● Brief: Print nothing but the lines below starting at the line that holds "for (k, v) in" and ending at the line that holds "let raw = read(&service_path)?;", including both, each exactly as written.

(Stored items from a collection)
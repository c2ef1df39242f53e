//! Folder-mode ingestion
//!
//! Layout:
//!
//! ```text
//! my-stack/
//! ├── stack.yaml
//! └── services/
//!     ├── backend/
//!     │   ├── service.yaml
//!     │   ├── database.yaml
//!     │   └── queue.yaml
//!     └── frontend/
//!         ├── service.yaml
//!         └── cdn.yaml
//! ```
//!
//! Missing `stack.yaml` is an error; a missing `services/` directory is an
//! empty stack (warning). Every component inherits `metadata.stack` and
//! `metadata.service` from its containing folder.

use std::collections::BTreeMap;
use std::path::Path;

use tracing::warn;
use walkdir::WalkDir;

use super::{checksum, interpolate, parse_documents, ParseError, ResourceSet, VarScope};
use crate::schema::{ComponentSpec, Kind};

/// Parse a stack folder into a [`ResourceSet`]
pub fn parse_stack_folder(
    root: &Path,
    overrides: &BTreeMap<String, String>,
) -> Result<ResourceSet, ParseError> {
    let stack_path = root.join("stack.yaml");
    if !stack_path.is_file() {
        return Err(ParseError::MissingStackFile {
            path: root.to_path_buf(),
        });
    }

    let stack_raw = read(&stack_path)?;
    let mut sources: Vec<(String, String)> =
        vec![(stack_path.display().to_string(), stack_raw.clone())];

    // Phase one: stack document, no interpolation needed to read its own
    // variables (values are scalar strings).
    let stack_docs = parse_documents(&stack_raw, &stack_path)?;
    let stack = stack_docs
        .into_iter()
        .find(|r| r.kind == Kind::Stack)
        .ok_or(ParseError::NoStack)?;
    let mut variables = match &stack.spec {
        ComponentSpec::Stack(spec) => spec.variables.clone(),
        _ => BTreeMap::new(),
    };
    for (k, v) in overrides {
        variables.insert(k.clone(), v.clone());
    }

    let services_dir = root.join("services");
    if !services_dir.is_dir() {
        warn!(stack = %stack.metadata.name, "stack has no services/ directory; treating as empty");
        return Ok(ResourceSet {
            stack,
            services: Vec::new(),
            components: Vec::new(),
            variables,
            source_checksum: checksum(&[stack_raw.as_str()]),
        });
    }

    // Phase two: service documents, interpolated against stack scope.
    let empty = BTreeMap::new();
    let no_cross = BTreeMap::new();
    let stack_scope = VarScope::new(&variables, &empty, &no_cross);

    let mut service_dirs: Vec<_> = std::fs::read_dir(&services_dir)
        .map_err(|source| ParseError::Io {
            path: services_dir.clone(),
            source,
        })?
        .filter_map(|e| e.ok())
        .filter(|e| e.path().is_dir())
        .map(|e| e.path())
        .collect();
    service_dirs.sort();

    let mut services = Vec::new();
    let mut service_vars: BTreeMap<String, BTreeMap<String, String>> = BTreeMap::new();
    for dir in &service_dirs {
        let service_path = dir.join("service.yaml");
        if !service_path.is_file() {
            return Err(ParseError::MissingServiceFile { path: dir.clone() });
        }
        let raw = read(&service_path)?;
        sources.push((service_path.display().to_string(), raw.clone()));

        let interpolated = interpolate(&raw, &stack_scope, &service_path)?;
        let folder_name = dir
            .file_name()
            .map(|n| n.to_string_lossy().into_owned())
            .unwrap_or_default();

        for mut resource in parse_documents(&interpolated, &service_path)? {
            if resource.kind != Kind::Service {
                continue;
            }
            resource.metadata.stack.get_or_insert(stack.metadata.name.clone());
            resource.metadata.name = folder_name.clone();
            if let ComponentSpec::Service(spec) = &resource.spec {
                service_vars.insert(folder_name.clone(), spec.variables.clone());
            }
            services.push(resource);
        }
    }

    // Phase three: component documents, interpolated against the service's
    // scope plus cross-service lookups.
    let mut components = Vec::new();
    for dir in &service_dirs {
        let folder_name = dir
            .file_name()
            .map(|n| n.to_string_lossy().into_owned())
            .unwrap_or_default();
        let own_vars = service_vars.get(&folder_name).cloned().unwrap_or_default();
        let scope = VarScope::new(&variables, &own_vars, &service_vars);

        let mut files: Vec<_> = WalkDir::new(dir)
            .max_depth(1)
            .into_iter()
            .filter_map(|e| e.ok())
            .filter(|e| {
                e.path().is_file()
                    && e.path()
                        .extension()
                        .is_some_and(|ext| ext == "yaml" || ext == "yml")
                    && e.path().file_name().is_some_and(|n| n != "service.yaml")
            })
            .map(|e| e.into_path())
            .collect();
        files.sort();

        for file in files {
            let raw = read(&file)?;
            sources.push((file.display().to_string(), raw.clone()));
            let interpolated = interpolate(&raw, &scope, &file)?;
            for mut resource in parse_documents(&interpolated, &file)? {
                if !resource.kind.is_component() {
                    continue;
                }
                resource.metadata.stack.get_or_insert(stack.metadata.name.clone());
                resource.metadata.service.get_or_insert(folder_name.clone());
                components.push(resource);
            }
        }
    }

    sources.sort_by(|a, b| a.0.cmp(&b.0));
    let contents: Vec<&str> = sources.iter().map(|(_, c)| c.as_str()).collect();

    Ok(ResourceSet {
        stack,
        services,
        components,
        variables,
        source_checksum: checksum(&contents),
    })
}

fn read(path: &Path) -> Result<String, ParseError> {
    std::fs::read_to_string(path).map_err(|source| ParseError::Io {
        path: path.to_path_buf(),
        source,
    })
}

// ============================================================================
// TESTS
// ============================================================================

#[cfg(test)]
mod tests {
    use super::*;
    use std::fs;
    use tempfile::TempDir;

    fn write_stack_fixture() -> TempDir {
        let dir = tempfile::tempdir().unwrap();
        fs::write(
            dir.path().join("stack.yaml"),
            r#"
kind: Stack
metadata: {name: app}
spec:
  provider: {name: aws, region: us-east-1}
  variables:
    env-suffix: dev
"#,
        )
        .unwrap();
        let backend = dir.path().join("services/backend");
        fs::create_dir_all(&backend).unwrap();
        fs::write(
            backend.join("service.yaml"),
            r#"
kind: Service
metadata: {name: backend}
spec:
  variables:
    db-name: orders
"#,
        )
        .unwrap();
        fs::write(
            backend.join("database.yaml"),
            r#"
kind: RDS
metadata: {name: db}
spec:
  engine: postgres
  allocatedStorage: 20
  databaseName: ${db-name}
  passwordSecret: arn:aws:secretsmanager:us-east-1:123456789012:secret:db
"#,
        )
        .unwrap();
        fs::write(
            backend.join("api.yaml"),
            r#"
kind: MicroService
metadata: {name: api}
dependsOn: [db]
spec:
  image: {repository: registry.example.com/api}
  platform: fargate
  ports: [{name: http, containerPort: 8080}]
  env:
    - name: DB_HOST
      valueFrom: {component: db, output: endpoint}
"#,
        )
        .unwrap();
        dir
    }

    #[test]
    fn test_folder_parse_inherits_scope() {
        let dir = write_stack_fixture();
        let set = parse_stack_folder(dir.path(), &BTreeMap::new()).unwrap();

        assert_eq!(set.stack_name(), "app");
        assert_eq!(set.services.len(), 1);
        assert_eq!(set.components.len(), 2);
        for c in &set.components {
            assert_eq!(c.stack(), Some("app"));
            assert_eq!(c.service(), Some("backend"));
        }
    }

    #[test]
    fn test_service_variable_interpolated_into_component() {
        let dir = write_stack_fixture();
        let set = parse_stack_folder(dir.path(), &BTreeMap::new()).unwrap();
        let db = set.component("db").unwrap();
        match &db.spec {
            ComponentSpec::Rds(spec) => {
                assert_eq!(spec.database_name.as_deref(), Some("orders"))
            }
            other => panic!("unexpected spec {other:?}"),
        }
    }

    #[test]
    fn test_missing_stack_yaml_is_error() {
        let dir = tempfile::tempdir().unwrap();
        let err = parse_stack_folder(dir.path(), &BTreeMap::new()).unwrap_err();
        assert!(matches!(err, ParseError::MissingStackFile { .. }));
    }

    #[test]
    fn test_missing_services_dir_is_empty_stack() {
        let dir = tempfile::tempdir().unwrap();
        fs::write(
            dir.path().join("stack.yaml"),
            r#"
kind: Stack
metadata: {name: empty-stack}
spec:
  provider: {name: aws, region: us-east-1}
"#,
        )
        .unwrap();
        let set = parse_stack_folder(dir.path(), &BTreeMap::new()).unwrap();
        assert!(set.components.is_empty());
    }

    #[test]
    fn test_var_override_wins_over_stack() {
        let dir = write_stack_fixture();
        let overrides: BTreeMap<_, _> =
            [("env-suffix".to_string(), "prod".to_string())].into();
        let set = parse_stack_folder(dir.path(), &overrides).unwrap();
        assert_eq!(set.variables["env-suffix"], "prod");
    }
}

---

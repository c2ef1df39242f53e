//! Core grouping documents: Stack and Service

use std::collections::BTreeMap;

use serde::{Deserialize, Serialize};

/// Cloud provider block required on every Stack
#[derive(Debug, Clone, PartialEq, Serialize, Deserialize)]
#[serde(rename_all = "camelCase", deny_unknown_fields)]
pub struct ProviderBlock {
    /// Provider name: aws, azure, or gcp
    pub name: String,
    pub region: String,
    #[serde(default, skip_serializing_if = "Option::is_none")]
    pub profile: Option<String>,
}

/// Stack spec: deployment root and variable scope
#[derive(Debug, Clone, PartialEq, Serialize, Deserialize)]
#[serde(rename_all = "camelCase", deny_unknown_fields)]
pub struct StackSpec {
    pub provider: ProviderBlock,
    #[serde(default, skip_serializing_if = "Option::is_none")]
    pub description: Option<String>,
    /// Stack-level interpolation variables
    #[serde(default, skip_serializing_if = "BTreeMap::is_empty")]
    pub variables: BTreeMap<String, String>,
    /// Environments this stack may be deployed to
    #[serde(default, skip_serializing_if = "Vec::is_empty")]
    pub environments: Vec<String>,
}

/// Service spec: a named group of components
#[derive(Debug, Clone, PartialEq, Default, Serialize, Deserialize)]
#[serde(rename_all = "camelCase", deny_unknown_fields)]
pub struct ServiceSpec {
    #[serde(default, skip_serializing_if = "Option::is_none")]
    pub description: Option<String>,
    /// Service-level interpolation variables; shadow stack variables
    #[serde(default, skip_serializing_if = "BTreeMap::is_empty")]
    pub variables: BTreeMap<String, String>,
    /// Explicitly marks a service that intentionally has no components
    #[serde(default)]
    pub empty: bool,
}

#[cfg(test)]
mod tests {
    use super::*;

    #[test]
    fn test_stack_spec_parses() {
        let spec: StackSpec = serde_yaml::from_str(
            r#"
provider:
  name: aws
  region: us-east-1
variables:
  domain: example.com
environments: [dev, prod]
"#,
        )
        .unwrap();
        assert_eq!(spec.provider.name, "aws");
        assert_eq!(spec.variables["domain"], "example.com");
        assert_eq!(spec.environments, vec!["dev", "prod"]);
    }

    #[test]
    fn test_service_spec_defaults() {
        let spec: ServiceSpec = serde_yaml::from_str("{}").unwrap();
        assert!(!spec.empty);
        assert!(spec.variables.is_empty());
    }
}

● Task solution:
    for (k, v) in overrides {
        variables.insert(k.clone(), v.clone());
    }

    let services_dir = root.join("services");
    if !services_dir.is_dir() {
        warn!(stack = %stack.metadata.name, "stack has no services/ directory; treating as empty");
        return Ok(ResourceSet {
            stack,
            services: Vec::new(),
            components: Vec::new(),
            variables,
            source_checksum: checksum(&[stack_raw.as_str()]),
        });
    }

    // Phase two: service documents, interpolated against stack scope.
    let empty = BTreeMap::new();
    let no_cross = BTreeMap::new();
    let stack_scope = VarScope::new(&variables, &empty, &no_cross);

    let mut service_dirs: Vec<_> = std::fs::read_dir(&services_dir)
        .map_err(|source| ParseError::Io {
            path: services_dir.clone(),
            source,
        })?
        .filter_map(|e| e.ok())
        .filter(|e| e.path().is_dir())
        .map(|e| e.path())
        .collect();
    service_dirs.sort();

    let mut services = Vec::new();
    let mut service_vars: BTreeMap<String, BTreeMap<String, String>> = BTreeMap::new();
    for dir in &service_dirs {
        let service_path = dir.join("service.yaml");
        if !service_path.is_file() {
            return Err(ParseError::MissingServiceFile { path: dir.clone() });
        }
        let raw = read(&service_path)?;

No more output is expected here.